_TASK REQUIREMENTS_
Would you output the whole listing below, exactly as it reads?

_EXERCISE INPUT_
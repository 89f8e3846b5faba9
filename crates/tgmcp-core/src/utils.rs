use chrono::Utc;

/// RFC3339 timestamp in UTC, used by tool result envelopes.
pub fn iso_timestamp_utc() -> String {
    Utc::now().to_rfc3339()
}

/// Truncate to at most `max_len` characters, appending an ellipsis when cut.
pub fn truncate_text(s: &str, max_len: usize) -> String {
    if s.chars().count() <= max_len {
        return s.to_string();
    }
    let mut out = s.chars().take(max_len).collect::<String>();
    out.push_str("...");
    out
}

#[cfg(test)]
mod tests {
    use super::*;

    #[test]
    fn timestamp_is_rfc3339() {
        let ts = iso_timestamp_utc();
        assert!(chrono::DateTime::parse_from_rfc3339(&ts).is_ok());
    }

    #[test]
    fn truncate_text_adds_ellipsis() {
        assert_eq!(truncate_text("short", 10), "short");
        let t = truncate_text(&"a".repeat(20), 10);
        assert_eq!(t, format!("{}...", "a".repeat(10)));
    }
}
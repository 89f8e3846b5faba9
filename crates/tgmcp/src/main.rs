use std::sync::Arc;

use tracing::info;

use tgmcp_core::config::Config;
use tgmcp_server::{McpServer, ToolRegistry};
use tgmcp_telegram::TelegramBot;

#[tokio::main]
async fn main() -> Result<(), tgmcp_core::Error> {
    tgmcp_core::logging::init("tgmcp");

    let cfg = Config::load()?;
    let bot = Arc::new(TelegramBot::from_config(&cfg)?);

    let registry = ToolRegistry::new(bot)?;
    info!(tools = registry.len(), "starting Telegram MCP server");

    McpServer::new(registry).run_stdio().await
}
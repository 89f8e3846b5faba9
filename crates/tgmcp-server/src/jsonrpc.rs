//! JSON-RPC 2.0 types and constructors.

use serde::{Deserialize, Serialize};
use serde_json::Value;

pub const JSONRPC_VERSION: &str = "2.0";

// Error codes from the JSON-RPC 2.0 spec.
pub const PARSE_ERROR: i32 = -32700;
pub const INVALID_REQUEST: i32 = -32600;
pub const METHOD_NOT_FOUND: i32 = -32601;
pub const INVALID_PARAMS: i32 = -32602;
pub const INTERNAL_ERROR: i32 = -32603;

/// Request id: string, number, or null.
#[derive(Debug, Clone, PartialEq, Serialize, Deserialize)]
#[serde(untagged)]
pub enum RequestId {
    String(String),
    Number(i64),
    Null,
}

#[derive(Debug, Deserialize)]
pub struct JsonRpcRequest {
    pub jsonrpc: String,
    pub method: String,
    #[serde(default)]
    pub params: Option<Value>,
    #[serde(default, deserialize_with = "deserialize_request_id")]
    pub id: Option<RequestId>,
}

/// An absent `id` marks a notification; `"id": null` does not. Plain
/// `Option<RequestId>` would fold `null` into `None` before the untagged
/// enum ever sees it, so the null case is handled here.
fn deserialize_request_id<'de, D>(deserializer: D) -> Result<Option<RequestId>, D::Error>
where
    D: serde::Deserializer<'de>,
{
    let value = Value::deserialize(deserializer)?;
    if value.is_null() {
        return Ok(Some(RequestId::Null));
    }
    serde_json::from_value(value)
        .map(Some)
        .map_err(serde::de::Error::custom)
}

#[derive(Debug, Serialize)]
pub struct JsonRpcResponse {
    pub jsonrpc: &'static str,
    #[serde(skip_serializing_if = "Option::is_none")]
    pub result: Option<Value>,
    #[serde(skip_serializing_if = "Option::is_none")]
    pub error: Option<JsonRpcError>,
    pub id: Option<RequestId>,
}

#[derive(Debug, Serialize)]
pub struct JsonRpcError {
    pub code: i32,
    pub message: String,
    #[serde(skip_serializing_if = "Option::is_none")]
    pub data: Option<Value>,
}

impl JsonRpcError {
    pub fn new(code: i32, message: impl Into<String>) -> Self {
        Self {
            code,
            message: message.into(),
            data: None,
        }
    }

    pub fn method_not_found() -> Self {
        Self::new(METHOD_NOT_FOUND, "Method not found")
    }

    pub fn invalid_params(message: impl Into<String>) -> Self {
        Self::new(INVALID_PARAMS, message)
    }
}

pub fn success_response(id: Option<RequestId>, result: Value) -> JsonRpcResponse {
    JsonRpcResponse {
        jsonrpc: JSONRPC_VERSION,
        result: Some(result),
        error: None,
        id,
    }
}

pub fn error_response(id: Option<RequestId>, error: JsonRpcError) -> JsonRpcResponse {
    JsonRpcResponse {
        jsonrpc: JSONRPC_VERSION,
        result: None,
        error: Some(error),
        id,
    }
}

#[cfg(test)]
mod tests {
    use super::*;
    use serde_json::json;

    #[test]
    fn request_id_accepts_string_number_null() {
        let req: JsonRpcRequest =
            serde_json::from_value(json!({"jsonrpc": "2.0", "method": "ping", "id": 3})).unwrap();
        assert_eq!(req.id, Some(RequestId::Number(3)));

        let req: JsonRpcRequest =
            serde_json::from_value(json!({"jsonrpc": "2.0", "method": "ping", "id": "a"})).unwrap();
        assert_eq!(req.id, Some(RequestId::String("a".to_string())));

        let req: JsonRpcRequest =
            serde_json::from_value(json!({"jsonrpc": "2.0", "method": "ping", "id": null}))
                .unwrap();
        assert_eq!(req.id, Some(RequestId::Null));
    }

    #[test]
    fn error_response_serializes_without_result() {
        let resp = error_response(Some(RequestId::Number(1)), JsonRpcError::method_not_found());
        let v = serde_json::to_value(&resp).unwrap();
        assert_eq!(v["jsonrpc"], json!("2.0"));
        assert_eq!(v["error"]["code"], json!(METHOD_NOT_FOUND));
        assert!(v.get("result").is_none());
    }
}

_TASK RESULT_
repository 89f8e3846b5faba9
filename crates/tgmcp-core/src/utils.rs
use chrono::Utc;

/// RFC3339 timestamp in UTC, used by tool result envelopes.
pub fn iso_timestamp_utc() -> String {
    Utc::now().to_rfc3339()
}

/// Truncate to at most `max_len` characters, appending an ellipsis when cut.
pub fn truncate_text(s: &str, max_len: usize) -> String {
    if s.chars().count() <= max_len {
        return s.to_string();
    }
    let mut out = s.chars().take(max_len).collect::<String>();
    out.push_str("...");
    out
}

#[cfg(test)]
mod tests {
    use super::*;

    #[test]
    fn timestamp_is_rfc3339() {
        let ts = iso_timestamp_utc();
        assert!(chrono::DateTime::parse_from_rfc3339(&ts).is_ok());
    }

    #[test]
    fn truncate_text_adds_ellipsis() {
        assert_eq!(truncate_text("short", 10), "short");
        let t = truncate_text(&"a".repeat(20), 10);
        assert_eq!(t, format!("{}...", "a".repeat(10)));
    }
}
repository 89f8e3846b5faba9
filename crates/tgmcp/src/main.rs
use std::sync::Arc;

use tracing::info;

use tgmcp_core::config::Config;
use tgmcp_server::{McpServer, ToolRegistry};
use tgmcp_telegram::TelegramBot;

#[tokio::main]
async fn main() -> Result<(), tgmcp_core::Error> {
    tgmcp_core::logging::init("tgmcp");

    let cfg = Config::load()?;
    let bot = Arc::new(TelegramBot::from_config(&cfg)?);

    let registry = ToolRegistry::new(bot)?;
    info!(tools = registry.len(), "starting Telegram MCP server");

    McpServer::new(registry).run_stdio().await
}
repository 89f8e3846b5faba9
filename crates/tgmcp-server/src/jsonrpc.rs
//! JSON-RPC 2.0 types and constructors.

use serde::{Deserialize, Serialize};
use serde_json::Value;

pub const JSONRPC_VERSION: &str = "2.0";

// Error codes from the JSON-RPC 2.0 spec.
pub const PARSE_ERROR: i32 = -32700;
pub const INVALID_REQUEST: i32 = -32600;
pub const METHOD_NOT_FOUND: i32 = -32601;
pub const INVALID_PARAMS: i32 = -32602;
pub const INTERNAL_ERROR: i32 = -32603;

/// Request id: string, number, or null.
#[derive(Debug, Clone, PartialEq, Serialize, Deserialize)]
#[serde(untagged)]
pub enum RequestId {
    String(String),
    Number(i64),
    Null,
}

#[derive(Debug, Deserialize)]
pub struct JsonRpcRequest {
    pub jsonrpc: String,
    pub method: String,
    #[serde(default)]
    pub params: Option<Value>,
    #[serde(default, deserialize_with = "deserialize_request_id")]
    pub id: Option<RequestId>,
}

/// An absent `id` marks a notification; `"id": null` does not. Plain
/// `Option<RequestId>` would fold `null` into `None` before the untagged
/// enum ever sees it, so the null case is handled here.
fn deserialize_request_id<'de, D>(deserializer: D) -> Result<Option<RequestId>, D::Error>
where
    D: serde::Deserializer<'de>,
{
    let value = Value::deserialize(deserializer)?;
    if value.is_null() {
        return Ok(Some(RequestId::Null));
    }
    serde_json::from_value(value)
        .map(Some)
        .map_err(serde::de::Error::custom)
}

#[derive(Debug, Serialize)]
pub struct JsonRpcResponse {
    pub jsonrpc: &'static str,
    #[serde(skip_serializing_if = "Option::is_none")]
    pub result: Option<Value>,
    #[serde(skip_serializing_if = "Option::is_none")]
    pub error: Option<JsonRpcError>,
    pub id: Option<RequestId>,
}

#[derive(Debug, Serialize)]
pub struct JsonRpcError {
    pub code: i32,
    pub message: String,
    #[serde(skip_serializing_if = "Option::is_none")]
    pub data: Option<Value>,
}

impl JsonRpcError {
    pub fn new(code: i32, message: impl Into<String>) -> Self {
        Self {
            code,
            message: message.into(),
            data: None,
        }
    }

    pub fn method_not_found() -> Self {
        Self::new(METHOD_NOT_FOUND, "Method not found")
    }

    pub fn invalid_params(message: impl Into<String>) -> Self {
        Self::new(INVALID_PARAMS, message)
    }
}

pub fn success_response(id: Option<RequestId>, result: Value) -> JsonRpcResponse {
    JsonRpcResponse {
        jsonrpc: JSONRPC_VERSION,
        result: Some(result),
        error: None,
        id,
    }
}

pub fn error_response(id: Option<RequestId>, error: JsonRpcError) -> JsonRpcResponse {
    JsonRpcResponse {
        jsonrpc: JSONRPC_VERSION,
        result: None,
        error: Some(error),
        id,
    }
}

#[cfg(test)]
mod tests {
    use super::*;
    use serde_json::json;

    #[test]
    fn request_id_accepts_string_number_null() {
        let req: JsonRpcRequest =
            serde_json::from_value(json!({"jsonrpc": "2.0", "method": "ping", "id": 3})).unwrap();
        assert_eq!(req.id, Some(RequestId::Number(3)));

        let req: JsonRpcRequest =
            serde_json::from_value(json!({"jsonrpc": "2.0", "method": "ping", "id": "a"})).unwrap();
        assert_eq!(req.id, Some(RequestId::String("a".to_string())));

        let req: JsonRpcRequest =
            serde_json::from_value(json!({"jsonrpc": "2.0", "method": "ping", "id": null}))
                .unwrap();
        assert_eq!(req.id, Some(RequestId::Null));
    }

    #[test]
    fn error_response_serializes_without_result() {
        let resp = error_response(Some(RequestId::Number(1)), JsonRpcError::method_not_found());
        let v = serde_json::to_value(&resp).unwrap();
        assert_eq!(v["jsonrpc"], json!("2.0"));
        assert_eq!(v["error"]["code"], json!(METHOD_NOT_FOUND));
        assert!(v.get("result").is_none());
    }
}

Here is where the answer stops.